_ASSIGNMENT_. Look through the listing below and say how many lines contain the word "stop". Nothing else belongs in the reply.

_SOURCE MATERIAL_.
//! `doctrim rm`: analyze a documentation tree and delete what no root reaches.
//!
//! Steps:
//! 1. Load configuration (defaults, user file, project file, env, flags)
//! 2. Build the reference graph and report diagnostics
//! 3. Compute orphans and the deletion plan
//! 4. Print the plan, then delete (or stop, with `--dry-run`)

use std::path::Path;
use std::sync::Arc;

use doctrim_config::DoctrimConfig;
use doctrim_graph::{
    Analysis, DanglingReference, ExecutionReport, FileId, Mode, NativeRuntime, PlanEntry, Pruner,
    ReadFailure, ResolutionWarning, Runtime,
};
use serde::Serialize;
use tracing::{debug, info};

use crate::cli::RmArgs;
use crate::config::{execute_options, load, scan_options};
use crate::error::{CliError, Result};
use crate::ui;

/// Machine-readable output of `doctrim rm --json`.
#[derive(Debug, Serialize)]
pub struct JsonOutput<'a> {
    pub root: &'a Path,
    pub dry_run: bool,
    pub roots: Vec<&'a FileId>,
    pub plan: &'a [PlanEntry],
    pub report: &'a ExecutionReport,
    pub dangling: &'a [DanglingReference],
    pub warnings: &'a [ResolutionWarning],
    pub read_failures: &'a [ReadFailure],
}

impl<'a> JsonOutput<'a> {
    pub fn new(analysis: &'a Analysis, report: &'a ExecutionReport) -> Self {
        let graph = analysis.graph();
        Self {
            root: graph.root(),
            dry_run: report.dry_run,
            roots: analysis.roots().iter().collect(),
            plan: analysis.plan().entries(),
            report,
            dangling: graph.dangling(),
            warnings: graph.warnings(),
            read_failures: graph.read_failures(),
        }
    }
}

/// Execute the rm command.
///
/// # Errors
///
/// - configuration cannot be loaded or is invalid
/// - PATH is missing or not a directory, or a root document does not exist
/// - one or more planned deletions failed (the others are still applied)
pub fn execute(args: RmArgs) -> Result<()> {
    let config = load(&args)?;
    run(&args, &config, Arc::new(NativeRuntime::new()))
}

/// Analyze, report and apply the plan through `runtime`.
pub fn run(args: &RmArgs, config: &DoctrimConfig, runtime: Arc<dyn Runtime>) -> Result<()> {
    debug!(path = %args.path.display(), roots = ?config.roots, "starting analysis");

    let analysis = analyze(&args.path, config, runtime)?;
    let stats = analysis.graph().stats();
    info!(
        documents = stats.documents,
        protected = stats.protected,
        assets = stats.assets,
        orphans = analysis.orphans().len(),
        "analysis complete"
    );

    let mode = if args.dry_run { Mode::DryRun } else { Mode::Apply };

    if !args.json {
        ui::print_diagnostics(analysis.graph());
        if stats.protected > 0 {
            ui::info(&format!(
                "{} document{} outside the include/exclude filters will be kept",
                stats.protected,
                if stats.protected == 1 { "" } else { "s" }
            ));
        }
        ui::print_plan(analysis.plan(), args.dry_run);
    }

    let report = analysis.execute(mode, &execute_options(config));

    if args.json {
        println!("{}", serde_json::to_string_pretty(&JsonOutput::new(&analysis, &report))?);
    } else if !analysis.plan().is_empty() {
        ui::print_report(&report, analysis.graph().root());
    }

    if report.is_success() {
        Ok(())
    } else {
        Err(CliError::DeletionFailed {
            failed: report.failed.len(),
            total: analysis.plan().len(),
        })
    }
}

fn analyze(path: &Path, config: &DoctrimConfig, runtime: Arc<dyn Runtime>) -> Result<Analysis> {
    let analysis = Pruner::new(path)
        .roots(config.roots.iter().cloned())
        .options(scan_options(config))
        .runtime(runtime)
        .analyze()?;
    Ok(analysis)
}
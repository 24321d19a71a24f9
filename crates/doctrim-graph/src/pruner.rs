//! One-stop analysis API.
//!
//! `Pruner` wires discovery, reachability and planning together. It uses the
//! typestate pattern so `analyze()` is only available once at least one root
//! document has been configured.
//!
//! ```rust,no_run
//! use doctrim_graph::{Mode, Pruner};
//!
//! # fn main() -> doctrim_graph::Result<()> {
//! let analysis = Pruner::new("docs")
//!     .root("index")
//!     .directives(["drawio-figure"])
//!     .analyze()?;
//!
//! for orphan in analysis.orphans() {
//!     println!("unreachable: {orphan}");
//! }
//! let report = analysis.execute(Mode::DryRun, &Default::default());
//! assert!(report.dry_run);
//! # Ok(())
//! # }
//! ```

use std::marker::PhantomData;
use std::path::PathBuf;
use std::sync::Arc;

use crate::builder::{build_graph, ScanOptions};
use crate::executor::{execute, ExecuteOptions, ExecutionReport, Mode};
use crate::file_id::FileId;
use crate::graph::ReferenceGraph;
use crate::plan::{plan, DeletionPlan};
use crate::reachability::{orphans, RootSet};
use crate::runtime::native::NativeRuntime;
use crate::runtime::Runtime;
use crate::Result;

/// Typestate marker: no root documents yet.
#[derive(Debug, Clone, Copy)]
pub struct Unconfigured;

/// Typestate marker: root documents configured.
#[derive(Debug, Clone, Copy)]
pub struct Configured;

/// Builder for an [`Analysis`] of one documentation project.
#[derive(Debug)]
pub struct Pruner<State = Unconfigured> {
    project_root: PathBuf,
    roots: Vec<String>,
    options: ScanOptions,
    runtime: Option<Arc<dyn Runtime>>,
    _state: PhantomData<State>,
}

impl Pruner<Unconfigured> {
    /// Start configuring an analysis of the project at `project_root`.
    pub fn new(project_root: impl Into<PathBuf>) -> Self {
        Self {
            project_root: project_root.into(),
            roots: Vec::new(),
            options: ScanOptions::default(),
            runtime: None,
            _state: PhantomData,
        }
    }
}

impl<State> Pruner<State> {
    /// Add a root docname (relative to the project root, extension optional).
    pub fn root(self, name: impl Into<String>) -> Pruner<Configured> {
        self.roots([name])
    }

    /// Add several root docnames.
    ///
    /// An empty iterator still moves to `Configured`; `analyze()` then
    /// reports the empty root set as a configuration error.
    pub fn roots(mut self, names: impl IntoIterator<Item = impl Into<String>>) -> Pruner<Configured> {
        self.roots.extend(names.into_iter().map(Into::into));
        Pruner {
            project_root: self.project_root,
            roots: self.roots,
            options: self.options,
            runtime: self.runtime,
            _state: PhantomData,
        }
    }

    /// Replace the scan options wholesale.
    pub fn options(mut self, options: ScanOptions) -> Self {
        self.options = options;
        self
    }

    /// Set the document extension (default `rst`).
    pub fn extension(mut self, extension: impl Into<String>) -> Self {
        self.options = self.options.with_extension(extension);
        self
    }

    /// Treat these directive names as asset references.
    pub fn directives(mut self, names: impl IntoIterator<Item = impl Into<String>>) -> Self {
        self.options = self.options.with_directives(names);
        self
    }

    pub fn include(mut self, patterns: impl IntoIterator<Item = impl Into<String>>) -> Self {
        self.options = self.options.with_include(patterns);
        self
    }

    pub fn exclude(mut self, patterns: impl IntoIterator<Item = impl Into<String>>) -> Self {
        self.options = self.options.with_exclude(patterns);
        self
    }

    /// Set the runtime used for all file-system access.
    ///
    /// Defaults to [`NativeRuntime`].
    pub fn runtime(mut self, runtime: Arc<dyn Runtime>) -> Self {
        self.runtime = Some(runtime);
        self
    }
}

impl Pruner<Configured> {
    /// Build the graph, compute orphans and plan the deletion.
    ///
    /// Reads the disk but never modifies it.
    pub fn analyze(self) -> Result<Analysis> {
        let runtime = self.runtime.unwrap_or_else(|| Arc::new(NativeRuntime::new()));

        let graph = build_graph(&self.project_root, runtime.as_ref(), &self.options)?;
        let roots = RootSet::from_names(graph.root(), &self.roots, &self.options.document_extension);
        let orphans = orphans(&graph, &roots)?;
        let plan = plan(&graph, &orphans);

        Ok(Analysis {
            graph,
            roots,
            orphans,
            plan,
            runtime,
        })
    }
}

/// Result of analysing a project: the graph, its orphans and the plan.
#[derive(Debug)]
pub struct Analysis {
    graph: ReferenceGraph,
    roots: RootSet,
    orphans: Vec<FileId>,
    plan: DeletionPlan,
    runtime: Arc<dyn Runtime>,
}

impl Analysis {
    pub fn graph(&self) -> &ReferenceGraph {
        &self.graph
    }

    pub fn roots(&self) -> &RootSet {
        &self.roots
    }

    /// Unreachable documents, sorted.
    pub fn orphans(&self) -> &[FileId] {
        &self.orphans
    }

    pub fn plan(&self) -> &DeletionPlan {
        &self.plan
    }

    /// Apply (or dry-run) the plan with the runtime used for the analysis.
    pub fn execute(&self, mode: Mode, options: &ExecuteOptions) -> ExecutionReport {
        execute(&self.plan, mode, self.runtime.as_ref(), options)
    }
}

_RESPONSE_. 2